A la maison, en DVD zone 2 sorti juste avant Noël

Quand ?

Un dimanche des vacances de Noël, au petit déjeuner

Avec qui ?

MaFemme

Et alors ?

 

1941 est un écart, une embardée même, dans la carrière de Spielberg comme très peu d’autres réalisateurs en ont. Le réalisateur mettra d’ailleurs plus de vingt ans à se remettre
du rejet violent par le public de cette autre facette de lui-même : après 1941, ses œuvres suivantes à ne faire aucun effort pour faciliter l’adhésion du grand public, et à
être en cela profondément personnelles et hardies, seront A.I. (2001) et Minority report (2002). Entre temps, Spielberg s’est contenté de creuser le sillon
glorieux du triomphe « médian » qui s’est ouvert à lui avec, coup sur coup, Les dents de la mer – qui fait peur juste ce qu’il faut – et Rencontres du troisième
type
qui émeut juste comme il faut. Il n’y a aucune critique dans cette dernière phrase (j’apprécie beaucoup ces deux films), car il n’y a rien de foncièrement critiquable à fournir au
public ce qu’il attend lorsque ce don est fait de manière aussi talentueuse.

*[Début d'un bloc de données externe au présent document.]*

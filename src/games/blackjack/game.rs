//! Blackjack game state and the `GameVariant` implementation.

use std::fmt;

use im::Vector;
use tracing::{debug, info, warn};

use crate::core::{
    ActionRecord, BlackjackMove, Choice, Deck, EngineError, GameRng, GameRngState, IllegalReason, Participant,
    ParticipantId, Pile, Status, TableConfig, Variant, BLACKJACK,
};
use crate::games::{position, remove_bankrupt, seat};
use crate::rules::{GameResult, GameVariant, Turn, Winner, WINNERS_PROMPT};
use crate::view::{ParticipantView, TableView};

use super::policy::{DealerPolicy, StandAt};

/// Hand index of the dealer's concealed card.
const HOLE_CARD: usize = 1;

/// Where the table is in a hand.
#[derive(Clone, Copy, Debug, PartialEq, Eq)]
pub enum Phase {
    /// Wagers are open; no cards dealt.
    Betting,
    /// Seated participants act in order.
    PlayerTurns,
    /// The dealer plays out its hand.
    DealerTurn,
    /// The hand is over.
    Complete,
}

impl Phase {
    fn name(self) -> &'static str {
        match self {
            Phase::Betting => "taking bets",
            Phase::PlayerTurns => "in player turns",
            Phase::DealerTurn => "in the dealer's turn",
            Phase::Complete => "settled",
        }
    }
}

/// A Blackjack table: seated players, a dealer, and one deck.
pub struct Blackjack {
    config: TableConfig,
    rng: GameRng,
    deck: Deck,
    participants: Vec<Participant>,
    dealer: Participant,
    policy: Box<dyn DealerPolicy>,
    phase: Phase,
    /// Index of the participant whose turn it is (or past the end).
    cursor: usize,
    round: u32,
    history: Vector<ActionRecord>,
    result: Option<GameResult>,
}

impl Blackjack {
    /// Seat `ids` in order with a freshly shuffled deck.
    pub fn new(config: TableConfig, ids: impl IntoIterator<Item = ParticipantId>) -> Result<Self, EngineError> {
        let mut rng = config.rng();
        let deck = Deck::shuffled(&mut rng.fork());
        Self::build(config, ids, rng, deck)
    }

    /// Seat `ids` and deal the first hand from a caller-supplied deck.
    ///
    /// Later hands still use shuffled decks from the configured RNG.
    pub fn with_deck(
        config: TableConfig,
        ids: impl IntoIterator<Item = ParticipantId>,
        deck: Deck,
    ) -> Result<Self, EngineError> {
        let rng = config.rng();
        Self::build(config, ids, rng, deck)
    }

    fn build(
        mut config: TableConfig,
        ids: impl IntoIterator<Item = ParticipantId>,
        rng: GameRng,
        deck: Deck,
    ) -> Result<Self, EngineError> {
        config.variant = Variant::Blackjack;
        let participants = seat(&config, ids)?;
        let policy = Box::new(StandAt(config.dealer_stands_at));

        info!(seats = participants.len(), seed = rng.seed(), "blackjack table opened");

        Ok(Self {
            config,
            rng,
            deck,
            participants,
            dealer: Participant::dealer(),
            policy,
            phase: Phase::Betting,
            cursor: 0,
            round: 0,
            history: Vector::new(),
            result: None,
        })
    }

    /// Replace the dealer's play policy.
    #[must_use]
    pub fn with_dealer_policy<P: DealerPolicy + 'static>(mut self, policy: P) -> Self {
        self.policy = Box::new(policy);
        self
    }

    // === Accessors ===

    #[must_use]
    pub fn config(&self) -> &TableConfig {
        &self.config
    }

    #[must_use]
    pub fn dealer(&self) -> &Participant {
        &self.dealer
    }

    #[must_use]
    pub fn phase(&self) -> Phase {
        self.phase
    }

    #[must_use]
    pub fn deck(&self) -> &Deck {
        &self.deck
    }

    /// Checkpoint of the shuffle stream that deals the next hand's deck.
    #[must_use]
    pub fn rng_state(&self) -> GameRngState {
        self.rng.state()
    }

    // === Dealer ===

    /// Make one dealer decision: draw a card or stand.
    pub fn play_dealer_step(&mut self) -> Result<Turn, EngineError> {
        if self.phase != Phase::DealerTurn {
            return Err(EngineError::wrong_phase(self.phase.name()));
        }

        if self.policy.should_draw(self.dealer.hand()) {
            let card = self.deck.deal()?;
            self.dealer.add_card(card);
            let total = self.dealer.total();
            debug!(card = %card, total, "dealer draws");
            if total > BLACKJACK {
                self.dealer.set_status(Status::Busted);
                info!(total, round = self.round, "dealer busts");
            }
        } else {
            self.dealer.set_status(Status::Standing);
            debug!(total = self.dealer.total(), "dealer stands");
        }

        Ok(self.advance_turn())
    }

    /// Play the dealer's hand to completion.
    pub fn play_dealer(&mut self) -> Result<Turn, EngineError> {
        let mut turn = self.play_dealer_step()?;
        while turn == Turn::Dealer {
            turn = self.play_dealer_step()?;
        }
        Ok(turn)
    }

    // === Internals ===

    fn commit(&mut self, idx: usize, mv: BlackjackMove, timed_out: bool) -> Result<Turn, EngineError> {
        match mv {
            BlackjackMove::Hit => {
                let card = self.deck.deal()?;
                let participant = &mut self.participants[idx];
                participant.add_card(card);

                let total = participant.total();
                if total == BLACKJACK {
                    participant.set_status(Status::Blackjack);
                } else if total > BLACKJACK {
                    participant.set_status(Status::Busted);
                }
                debug!(participant = %participant.id(), card = %card, total, "hit");
            }
            BlackjackMove::Stand => {
                let participant = &mut self.participants[idx];
                participant.set_status(Status::Standing);
                debug!(participant = %participant.id(), total = participant.total(), timed_out, "stand");
            }
        }

        let mut record = ActionRecord::new(
            self.participants[idx].id().clone(),
            Choice::Blackjack(mv),
            self.round,
            self.history.len() as u32,
        );
        if timed_out {
            record = record.as_timeout();
        }
        self.history.push_back(record);

        Ok(self.advance_turn())
    }
}

impl fmt::Debug for Blackjack {
    fn fmt(&self, f: &mut fmt::Formatter<'_>) -> fmt::Result {
        f.debug_struct("Blackjack")
            .field("phase", &self.phase)
            .field("round", &self.round)
            .field("cursor", &self.cursor)
            .field("participants", &self.participants)
            .field("dealer", &self.dealer)
            .field("deck", &self.deck.len())
            .finish_non_exhaustive()
    }
}

impl GameVariant for Blackjack {
    type Move = BlackjackMove;

    fn variant(&self) -> Variant {
        Variant::Blackjack
    }

    fn participants(&self) -> &[Participant] {
        &self.participants
    }

    fn round(&self) -> u32 {
        self.round
    }

    fn history(&self) -> &Vector<ActionRecord> {
        &self.history
    }

    fn place_wager(&mut self, id: &ParticipantId, amount: u64) -> Result<(), EngineError> {
        if self.phase != Phase::Betting {
            return Err(EngineError::wrong_phase(self.phase.name()));
        }
        let idx = position(&self.participants, id)?;
        self.participants[idx].place_wager(amount)?;
        debug!(participant = %id, amount, "wager placed");
        Ok(())
    }

    /// Two cards to every seat and the dealer, one pass at a time.
    fn initial_deal(&mut self) -> Result<Turn, EngineError> {
        if self.phase != Phase::Betting {
            return Err(EngineError::wrong_phase(self.phase.name()));
        }
        if self.deck.len() < 2 * (self.participants.len() + 1) {
            return Err(EngineError::EmptyResource(Pile::Deck));
        }

        for _ in 0..2 {
            for participant in &mut self.participants {
                participant.add_card(self.deck.deal()?);
            }
            self.dealer.add_card(self.deck.deal()?);
        }

        for participant in &mut self.participants {
            if participant.total() == BLACKJACK {
                participant.set_status(Status::Blackjack);
                info!(participant = %participant.id(), "natural blackjack");
            }
        }

        self.round += 1;
        self.phase = Phase::PlayerTurns;
        self.cursor = 0;
        debug!(round = self.round, deck = self.deck.len(), "initial deal complete");

        Ok(self.advance_turn())
    }

    fn current_turn(&self) -> Turn {
        match self.phase {
            Phase::Betting => Turn::NotStarted,
            Phase::PlayerTurns => self
                .participants
                .iter()
                .skip(self.cursor)
                .find(|p| p.status().is_playing())
                .map_or(Turn::Dealer, |p| Turn::Participant(p.id().clone())),
            Phase::DealerTurn => Turn::Dealer,
            Phase::Complete => Turn::GameOver,
        }
    }

    fn advance_turn(&mut self) -> Turn {
        if self.phase == Phase::PlayerTurns {
            while matches!(self.participants.get(self.cursor), Some(p) if !p.status().is_playing()) {
                self.cursor += 1;
            }
            if self.cursor >= self.participants.len() {
                self.phase = Phase::DealerTurn;
                debug!(total = self.dealer.total(), "dealer reveals hole card");
            }
        }

        if self.phase == Phase::DealerTurn && !self.dealer.status().is_playing() {
            self.phase = Phase::Complete;
            info!(round = self.round, dealer = self.dealer.total(), "hand complete");
        }

        self.current_turn()
    }

    fn apply_action(&mut self, id: &ParticipantId, choice: BlackjackMove) -> Result<Turn, EngineError> {
        if self.phase != Phase::PlayerTurns {
            return Err(EngineError::wrong_phase(self.phase.name()));
        }
        let idx = position(&self.participants, id)?;

        let status = self.participants[idx].status();
        if !status.is_playing() {
            return Err(IllegalReason::TerminalStatus { id: id.clone(), status }.into());
        }
        if !self.is_turn(id) {
            warn!(participant = %id, "out-of-turn action rejected");
            return Err(IllegalReason::NotYourTurn(id.clone()).into());
        }

        self.commit(idx, choice, false)
    }

    /// A participant who runs out the clock stands.
    fn default_move(&mut self) -> Result<Turn, EngineError> {
        match self.current_turn() {
            Turn::Participant(id) => {
                let idx = position(&self.participants, &id)?;
                self.commit(idx, BlackjackMove::Stand, true)
            }
            _ => Err(IllegalReason::NoTurnHolder.into()),
        }
    }

    fn tick(&mut self) -> Result<Turn, EngineError> {
        self.play_dealer_step()
    }

    fn is_in_progress(&self) -> bool {
        self.dealer.status().is_playing() || self.participants.iter().any(|p| p.status().is_playing())
    }

    fn display_state(&self) -> TableView {
        let reveal_hole = matches!(self.phase, Phase::DealerTurn | Phase::Complete);

        TableView {
            variant: Variant::Blackjack,
            round: self.round,
            turn: self.current_turn(),
            participants: self
                .participants
                .iter()
                .map(|p| ParticipantView::project(p, |_| true, true))
                .collect(),
            dealer: Some(ParticipantView::project(
                &self.dealer,
                |i| reveal_hole || i != HOLE_CARD,
                true,
            )),
            stake: 0,
            deck: self.deck.len(),
        }
    }

    /// Settle the hand against the dealer. Ties lose.
    fn compute_result(&mut self) -> Result<GameResult, EngineError> {
        if let Some(result) = &self.result {
            return Ok(result.clone());
        }
        if self.phase != Phase::Complete {
            return Err(EngineError::wrong_phase(self.phase.name()));
        }

        let dealer_busted = self.dealer.status() == Status::Busted;
        let dealer_total = self.dealer.total();

        let mut winners: Vec<Winner> = self
            .participants
            .iter_mut()
            .filter(|p| p.status() != Status::Busted)
            .filter(|p| dealer_busted || p.total() > dealer_total)
            .map(Winner::paid)
            .collect();

        if winners.is_empty() {
            winners.push(Winner::unpaid(&self.dealer));
        }

        info!(
            round = self.round,
            dealer_total,
            dealer_busted,
            winners = winners.len(),
            "blackjack hand settled"
        );

        let result = GameResult::new(WINNERS_PROMPT, winners);
        self.result = Some(result.clone());
        Ok(result)
    }

    fn reset_for_new_round(&mut self) -> Vec<ParticipantId> {
        if self.result.is_none() {
            for participant in &mut self.participants {
                let wager = participant.wager();
                participant.credit(wager);
            }
        }
        for participant in &mut self.participants {
            participant.reset_transient();
        }

        let removed = remove_bankrupt(&mut self.participants);
        for id in &removed {
            info!(participant = %id, "unseated for bankruptcy");
        }

        self.dealer = Participant::dealer();
        self.deck = Deck::shuffled(&mut self.rng.fork());
        self.phase = Phase::Betting;
        self.cursor = 0;
        self.result = None;

        removed
    }

    fn remove_participant(&mut self, id: &ParticipantId) -> Result<Participant, EngineError> {
        let idx = position(&self.participants, id)?;
        let removed = self.participants.remove(idx);
        if idx < self.cursor {
            self.cursor -= 1;
        }
        info!(participant = %id, phase = self.phase.name(), "participant removed");

        if self.phase == Phase::PlayerTurns {
            self.advance_turn();
        }
        Ok(removed)
    }
}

Mais il est également facile de comprendre l’envie de Spielberg, au moment de devenir LE cinéaste le plus célèbre et
adulé de sa génération, de faire encore des films uniquement pour soi.

 

On pourrait étudier du point de vue de la psychologie l’appétit vorace avec lequel Spielberg s’est investi dans le projet 1941. C’est là l’évident fil directeur qui se dégage du
long (et bon) making-of qui accompagne le film sur cette édition DVD. 1941 était initialement une blague acide et perverse ayant germé dans l’esprit de deux Bob tout frais
diplômés de la fac de cinéma : Bob Gale et Bob Zemeckis (seul le second a réellement fait carrière).
C’était une charge offensante envers à peu près tous les protagonistes de la Seconde Guerre Mondiale, dès le titre imprimé sur la page de garde (« The night the Japs
attacked »
) et jusqu’à la fin à bord du bombardier Enola Gay, où l’un des personnages largue avec satisfaction la bombe A sur Hiroshima en représailles du concours de jitterbug
que les japonais lui ont indirectement fait perdre en se pointant un jour de décembre 1941 à Los Angeles.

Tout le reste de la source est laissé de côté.